= ACTIVITY =
Go to the line holding "pub enum AzureAuth" in the entries below and write out exactly every line down to and including the line holding "pub(super) fn construct_azure(settings: AzureSettings)".
· · · · ·
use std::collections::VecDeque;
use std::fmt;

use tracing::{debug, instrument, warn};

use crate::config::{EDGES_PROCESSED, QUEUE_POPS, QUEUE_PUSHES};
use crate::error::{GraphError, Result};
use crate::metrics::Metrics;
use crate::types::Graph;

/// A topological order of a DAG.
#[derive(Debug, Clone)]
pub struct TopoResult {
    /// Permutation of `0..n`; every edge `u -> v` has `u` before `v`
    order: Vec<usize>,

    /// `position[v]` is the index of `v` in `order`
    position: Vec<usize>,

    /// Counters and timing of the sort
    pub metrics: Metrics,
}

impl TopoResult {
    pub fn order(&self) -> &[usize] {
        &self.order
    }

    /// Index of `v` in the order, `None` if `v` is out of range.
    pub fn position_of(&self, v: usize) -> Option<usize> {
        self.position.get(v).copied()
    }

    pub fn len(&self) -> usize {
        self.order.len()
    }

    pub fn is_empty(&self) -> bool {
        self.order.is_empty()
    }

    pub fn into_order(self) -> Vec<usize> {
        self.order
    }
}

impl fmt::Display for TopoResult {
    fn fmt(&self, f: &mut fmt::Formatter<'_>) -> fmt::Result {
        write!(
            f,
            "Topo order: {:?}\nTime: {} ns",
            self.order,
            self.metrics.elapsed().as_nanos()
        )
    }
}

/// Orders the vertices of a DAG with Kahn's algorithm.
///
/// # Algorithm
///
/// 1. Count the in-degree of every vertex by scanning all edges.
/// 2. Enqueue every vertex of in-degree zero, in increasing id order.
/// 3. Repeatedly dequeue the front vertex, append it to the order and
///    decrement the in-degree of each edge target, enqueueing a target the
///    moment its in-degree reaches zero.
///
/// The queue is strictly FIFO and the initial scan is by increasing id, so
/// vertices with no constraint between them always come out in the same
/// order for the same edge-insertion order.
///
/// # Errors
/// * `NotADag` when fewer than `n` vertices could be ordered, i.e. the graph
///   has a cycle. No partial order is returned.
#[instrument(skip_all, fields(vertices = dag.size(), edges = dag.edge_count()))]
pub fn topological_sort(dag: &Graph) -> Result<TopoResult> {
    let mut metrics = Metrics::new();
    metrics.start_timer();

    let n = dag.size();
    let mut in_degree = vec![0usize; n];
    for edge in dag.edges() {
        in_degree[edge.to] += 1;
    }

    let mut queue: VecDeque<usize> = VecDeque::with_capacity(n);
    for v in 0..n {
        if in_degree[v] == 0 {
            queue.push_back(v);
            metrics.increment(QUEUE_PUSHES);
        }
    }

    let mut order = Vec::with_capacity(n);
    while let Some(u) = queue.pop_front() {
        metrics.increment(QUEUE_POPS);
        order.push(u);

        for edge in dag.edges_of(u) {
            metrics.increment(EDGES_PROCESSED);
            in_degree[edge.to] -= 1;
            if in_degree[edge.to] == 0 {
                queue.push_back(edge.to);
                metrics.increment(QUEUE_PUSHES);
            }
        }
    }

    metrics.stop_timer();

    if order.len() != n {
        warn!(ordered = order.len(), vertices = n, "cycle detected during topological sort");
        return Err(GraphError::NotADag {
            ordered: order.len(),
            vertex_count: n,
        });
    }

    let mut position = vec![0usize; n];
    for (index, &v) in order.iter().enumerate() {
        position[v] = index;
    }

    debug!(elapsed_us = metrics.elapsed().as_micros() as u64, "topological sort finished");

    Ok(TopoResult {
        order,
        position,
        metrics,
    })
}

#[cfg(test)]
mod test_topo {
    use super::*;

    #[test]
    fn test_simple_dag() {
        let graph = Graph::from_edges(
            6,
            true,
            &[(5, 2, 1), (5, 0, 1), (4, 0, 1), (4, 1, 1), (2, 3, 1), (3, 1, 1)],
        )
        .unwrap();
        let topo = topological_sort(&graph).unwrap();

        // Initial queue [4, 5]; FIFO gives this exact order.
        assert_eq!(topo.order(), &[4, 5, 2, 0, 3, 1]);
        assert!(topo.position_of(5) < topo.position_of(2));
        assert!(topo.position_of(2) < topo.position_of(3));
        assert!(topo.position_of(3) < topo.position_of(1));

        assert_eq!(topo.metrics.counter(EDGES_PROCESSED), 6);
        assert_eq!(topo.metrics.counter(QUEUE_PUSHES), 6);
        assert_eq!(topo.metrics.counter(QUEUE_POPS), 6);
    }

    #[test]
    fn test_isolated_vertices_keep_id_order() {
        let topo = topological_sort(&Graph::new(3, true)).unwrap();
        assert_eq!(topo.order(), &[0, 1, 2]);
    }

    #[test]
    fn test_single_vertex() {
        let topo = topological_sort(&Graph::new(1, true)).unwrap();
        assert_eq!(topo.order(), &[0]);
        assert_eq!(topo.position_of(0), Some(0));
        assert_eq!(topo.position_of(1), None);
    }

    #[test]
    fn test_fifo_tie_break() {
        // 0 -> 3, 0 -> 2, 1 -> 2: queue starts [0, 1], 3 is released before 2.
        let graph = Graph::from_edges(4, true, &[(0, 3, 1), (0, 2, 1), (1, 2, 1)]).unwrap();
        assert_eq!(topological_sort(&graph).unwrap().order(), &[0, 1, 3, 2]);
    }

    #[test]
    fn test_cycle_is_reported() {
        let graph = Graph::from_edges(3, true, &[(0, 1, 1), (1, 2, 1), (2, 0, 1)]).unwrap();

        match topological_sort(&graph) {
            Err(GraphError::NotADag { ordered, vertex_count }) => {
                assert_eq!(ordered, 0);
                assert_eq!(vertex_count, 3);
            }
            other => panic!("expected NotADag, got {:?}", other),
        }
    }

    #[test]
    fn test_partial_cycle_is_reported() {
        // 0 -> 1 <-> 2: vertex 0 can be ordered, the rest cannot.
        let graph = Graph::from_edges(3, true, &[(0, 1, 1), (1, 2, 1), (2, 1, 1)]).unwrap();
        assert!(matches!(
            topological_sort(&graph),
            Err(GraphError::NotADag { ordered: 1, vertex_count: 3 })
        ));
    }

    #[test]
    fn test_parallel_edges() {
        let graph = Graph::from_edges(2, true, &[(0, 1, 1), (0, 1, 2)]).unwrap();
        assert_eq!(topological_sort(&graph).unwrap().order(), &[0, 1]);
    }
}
· · · · ·
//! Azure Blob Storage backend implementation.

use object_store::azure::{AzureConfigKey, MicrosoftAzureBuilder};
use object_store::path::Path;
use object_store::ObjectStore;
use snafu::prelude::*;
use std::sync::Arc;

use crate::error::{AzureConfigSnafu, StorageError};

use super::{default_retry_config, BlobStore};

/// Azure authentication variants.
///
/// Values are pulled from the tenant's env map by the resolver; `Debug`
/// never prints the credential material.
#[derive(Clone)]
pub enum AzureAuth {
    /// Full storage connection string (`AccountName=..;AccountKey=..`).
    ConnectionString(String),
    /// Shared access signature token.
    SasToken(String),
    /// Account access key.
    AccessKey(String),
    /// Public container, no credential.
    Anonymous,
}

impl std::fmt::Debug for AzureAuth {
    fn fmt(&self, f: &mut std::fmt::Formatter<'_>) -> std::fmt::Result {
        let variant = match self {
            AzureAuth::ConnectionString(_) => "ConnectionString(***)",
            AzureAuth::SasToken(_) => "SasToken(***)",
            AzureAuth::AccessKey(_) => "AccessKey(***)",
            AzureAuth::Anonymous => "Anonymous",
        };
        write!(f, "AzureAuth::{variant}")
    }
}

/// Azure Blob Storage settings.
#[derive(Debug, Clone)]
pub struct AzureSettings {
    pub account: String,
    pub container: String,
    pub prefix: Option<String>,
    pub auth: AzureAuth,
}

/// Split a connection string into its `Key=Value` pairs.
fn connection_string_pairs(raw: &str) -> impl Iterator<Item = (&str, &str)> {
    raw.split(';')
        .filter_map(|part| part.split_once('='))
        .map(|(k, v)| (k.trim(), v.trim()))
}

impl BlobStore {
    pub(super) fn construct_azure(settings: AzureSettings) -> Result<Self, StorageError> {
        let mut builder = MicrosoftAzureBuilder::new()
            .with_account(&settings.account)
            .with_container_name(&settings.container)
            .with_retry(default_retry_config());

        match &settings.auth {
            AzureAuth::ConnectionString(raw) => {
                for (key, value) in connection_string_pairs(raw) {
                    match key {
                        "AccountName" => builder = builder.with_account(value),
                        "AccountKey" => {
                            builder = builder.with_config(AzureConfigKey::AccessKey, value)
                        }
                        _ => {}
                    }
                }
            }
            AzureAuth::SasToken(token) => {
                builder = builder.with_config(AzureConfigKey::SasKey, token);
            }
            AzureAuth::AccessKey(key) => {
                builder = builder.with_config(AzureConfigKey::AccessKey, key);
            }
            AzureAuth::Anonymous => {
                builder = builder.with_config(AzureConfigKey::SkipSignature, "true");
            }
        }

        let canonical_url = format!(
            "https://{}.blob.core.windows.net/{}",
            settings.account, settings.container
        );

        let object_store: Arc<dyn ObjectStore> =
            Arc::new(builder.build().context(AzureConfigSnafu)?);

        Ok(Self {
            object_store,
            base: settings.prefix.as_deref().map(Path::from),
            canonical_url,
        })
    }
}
· · · · ·
= REPLY TO THE TASK =
pub enum AzureAuth {
    /// Full storage connection string (`AccountName=..;AccountKey=..`).
    ConnectionString(String),
    /// Shared access signature token.
    SasToken(String),
    /// Account access key.
    AccessKey(String),
    /// Public container, no credential.
    Anonymous,
}

impl std::fmt::Debug for AzureAuth {
    fn fmt(&self, f: &mut std::fmt::Formatter<'_>) -> std::fmt::Result {
        let variant = match self {
            AzureAuth::ConnectionString(_) => "ConnectionString(***)",
            AzureAuth::SasToken(_) => "SasToken(***)",
            AzureAuth::AccessKey(_) => "AccessKey(***)",
            AzureAuth::Anonymous => "Anonymous",
        };
        write!(f, "AzureAuth::{variant}")
    }
}

/// Azure Blob Storage settings.
#[derive(Debug, Clone)]
pub struct AzureSettings {
    pub account: String,
    pub container: String,
    pub prefix: Option<String>,
    pub auth: AzureAuth,
}

/// Split a connection string into its `Key=Value` pairs.
fn connection_string_pairs(raw: &str) -> impl Iterator<Item = (&str, &str)> {
    raw.split(';')
        .filter_map(|part| part.split_once('='))
        .map(|(k, v)| (k.trim(), v.trim()))
}

impl BlobStore {
    pub(super) fn construct_azure(settings: AzureSettings) -> Result<Self, StorageError> {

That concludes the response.